##### Extracted data #####

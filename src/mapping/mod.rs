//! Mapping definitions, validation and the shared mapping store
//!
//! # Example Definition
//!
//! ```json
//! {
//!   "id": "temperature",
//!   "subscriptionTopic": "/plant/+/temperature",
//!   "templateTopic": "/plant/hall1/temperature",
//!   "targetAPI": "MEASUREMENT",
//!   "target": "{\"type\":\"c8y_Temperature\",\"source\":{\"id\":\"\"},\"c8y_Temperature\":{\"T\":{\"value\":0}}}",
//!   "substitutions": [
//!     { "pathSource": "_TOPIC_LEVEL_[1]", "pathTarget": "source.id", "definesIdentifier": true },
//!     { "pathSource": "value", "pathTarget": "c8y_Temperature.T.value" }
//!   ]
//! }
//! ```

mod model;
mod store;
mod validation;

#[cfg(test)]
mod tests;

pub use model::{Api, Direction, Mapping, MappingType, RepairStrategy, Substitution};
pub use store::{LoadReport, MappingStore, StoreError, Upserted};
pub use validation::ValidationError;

#####
##### Extracted data #####

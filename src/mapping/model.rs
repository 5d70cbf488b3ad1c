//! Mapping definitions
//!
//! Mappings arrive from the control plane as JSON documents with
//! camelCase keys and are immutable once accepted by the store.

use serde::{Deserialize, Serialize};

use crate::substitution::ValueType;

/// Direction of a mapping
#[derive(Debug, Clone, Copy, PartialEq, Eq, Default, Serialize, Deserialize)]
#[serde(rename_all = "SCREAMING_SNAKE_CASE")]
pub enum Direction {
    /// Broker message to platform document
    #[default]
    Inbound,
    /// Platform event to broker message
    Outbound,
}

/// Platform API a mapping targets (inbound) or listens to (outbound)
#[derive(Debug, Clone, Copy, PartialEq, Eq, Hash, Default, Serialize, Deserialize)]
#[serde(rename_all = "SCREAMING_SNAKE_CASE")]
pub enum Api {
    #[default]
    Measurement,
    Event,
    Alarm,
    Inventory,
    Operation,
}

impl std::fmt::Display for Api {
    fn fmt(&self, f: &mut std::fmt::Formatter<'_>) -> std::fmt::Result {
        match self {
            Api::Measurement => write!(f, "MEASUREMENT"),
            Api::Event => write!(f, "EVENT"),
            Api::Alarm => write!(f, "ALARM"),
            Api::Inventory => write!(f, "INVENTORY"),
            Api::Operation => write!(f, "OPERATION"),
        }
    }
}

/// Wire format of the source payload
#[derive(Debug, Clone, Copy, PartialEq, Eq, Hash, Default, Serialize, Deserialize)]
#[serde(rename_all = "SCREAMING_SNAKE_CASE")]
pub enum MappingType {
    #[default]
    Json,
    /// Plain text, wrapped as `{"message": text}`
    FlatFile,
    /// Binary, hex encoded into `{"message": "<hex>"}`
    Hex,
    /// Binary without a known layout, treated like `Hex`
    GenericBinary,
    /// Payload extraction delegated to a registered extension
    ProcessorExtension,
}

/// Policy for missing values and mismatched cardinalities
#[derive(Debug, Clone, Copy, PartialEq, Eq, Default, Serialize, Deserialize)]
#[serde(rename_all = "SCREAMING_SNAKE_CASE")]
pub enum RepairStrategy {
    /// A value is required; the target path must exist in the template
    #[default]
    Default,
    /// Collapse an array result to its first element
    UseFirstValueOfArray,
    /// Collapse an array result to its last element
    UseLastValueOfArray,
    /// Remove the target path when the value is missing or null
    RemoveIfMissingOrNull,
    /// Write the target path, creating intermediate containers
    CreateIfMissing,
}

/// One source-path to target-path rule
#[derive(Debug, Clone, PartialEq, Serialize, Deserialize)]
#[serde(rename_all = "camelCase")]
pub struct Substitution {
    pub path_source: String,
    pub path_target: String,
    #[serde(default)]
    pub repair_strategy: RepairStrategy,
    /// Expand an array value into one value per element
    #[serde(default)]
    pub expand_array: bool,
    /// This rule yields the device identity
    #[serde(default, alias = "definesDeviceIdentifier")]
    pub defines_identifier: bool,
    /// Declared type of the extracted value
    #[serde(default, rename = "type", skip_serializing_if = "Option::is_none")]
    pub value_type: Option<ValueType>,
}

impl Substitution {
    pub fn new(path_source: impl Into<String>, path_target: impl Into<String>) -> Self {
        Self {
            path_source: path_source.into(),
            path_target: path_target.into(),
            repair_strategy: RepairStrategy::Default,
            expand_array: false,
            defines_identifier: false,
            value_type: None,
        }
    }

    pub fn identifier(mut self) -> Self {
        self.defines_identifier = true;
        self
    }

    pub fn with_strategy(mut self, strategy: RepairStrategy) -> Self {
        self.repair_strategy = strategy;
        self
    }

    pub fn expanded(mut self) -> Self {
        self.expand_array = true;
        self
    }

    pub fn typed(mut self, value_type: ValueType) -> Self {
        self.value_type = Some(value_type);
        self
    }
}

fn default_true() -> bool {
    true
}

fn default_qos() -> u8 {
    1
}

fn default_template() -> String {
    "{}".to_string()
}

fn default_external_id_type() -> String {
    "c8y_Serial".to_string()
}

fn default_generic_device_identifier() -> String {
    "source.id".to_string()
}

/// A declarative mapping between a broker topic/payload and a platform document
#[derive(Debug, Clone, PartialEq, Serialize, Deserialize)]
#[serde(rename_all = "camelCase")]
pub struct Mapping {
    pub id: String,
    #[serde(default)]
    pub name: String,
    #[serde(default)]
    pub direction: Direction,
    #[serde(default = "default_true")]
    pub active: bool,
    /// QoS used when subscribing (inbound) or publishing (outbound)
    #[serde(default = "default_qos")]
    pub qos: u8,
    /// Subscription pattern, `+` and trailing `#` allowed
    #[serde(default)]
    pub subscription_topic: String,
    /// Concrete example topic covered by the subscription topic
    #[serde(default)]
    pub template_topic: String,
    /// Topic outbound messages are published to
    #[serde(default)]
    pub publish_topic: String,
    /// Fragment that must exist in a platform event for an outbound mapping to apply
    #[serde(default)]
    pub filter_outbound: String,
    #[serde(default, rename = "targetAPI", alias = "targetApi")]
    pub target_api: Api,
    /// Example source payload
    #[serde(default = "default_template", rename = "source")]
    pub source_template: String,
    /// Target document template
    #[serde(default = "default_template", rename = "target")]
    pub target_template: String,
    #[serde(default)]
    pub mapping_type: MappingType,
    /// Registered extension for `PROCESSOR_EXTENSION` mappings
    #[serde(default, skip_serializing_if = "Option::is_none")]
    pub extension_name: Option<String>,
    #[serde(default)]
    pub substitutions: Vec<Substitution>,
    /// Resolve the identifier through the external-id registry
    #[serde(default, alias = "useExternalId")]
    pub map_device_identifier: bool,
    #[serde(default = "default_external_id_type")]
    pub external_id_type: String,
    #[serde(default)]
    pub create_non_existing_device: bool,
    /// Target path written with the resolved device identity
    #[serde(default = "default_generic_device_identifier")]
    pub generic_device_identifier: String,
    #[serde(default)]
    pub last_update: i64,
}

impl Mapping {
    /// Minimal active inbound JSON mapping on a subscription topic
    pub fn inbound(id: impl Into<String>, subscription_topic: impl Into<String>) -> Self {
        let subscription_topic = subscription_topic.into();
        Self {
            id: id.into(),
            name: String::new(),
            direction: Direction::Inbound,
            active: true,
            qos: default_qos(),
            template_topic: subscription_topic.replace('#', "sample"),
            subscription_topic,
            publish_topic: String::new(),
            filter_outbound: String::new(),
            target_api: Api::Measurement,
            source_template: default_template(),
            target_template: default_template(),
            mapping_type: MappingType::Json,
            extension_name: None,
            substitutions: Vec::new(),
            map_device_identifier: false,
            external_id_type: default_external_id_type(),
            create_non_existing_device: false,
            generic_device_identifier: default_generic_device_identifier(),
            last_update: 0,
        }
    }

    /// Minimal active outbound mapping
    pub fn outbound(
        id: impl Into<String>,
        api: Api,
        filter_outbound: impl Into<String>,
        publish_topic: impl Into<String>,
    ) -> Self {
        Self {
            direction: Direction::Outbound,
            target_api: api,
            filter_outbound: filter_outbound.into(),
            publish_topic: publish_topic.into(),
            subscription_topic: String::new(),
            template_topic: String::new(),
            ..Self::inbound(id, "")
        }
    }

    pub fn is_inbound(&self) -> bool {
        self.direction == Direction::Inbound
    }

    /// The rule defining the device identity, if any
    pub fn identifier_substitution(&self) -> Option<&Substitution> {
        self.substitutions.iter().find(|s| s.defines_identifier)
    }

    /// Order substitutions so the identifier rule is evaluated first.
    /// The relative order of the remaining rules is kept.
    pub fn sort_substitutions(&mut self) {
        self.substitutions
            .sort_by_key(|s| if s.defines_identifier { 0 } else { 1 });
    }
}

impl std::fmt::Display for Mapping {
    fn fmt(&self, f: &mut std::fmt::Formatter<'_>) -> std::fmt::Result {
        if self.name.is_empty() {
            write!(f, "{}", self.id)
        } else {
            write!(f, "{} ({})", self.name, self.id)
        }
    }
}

#####

- [Prompt]:
Every line above with the word "struct" belongs in the answer, copied as written.

- [Solution]:
pub struct Substitution {
pub struct Mapping {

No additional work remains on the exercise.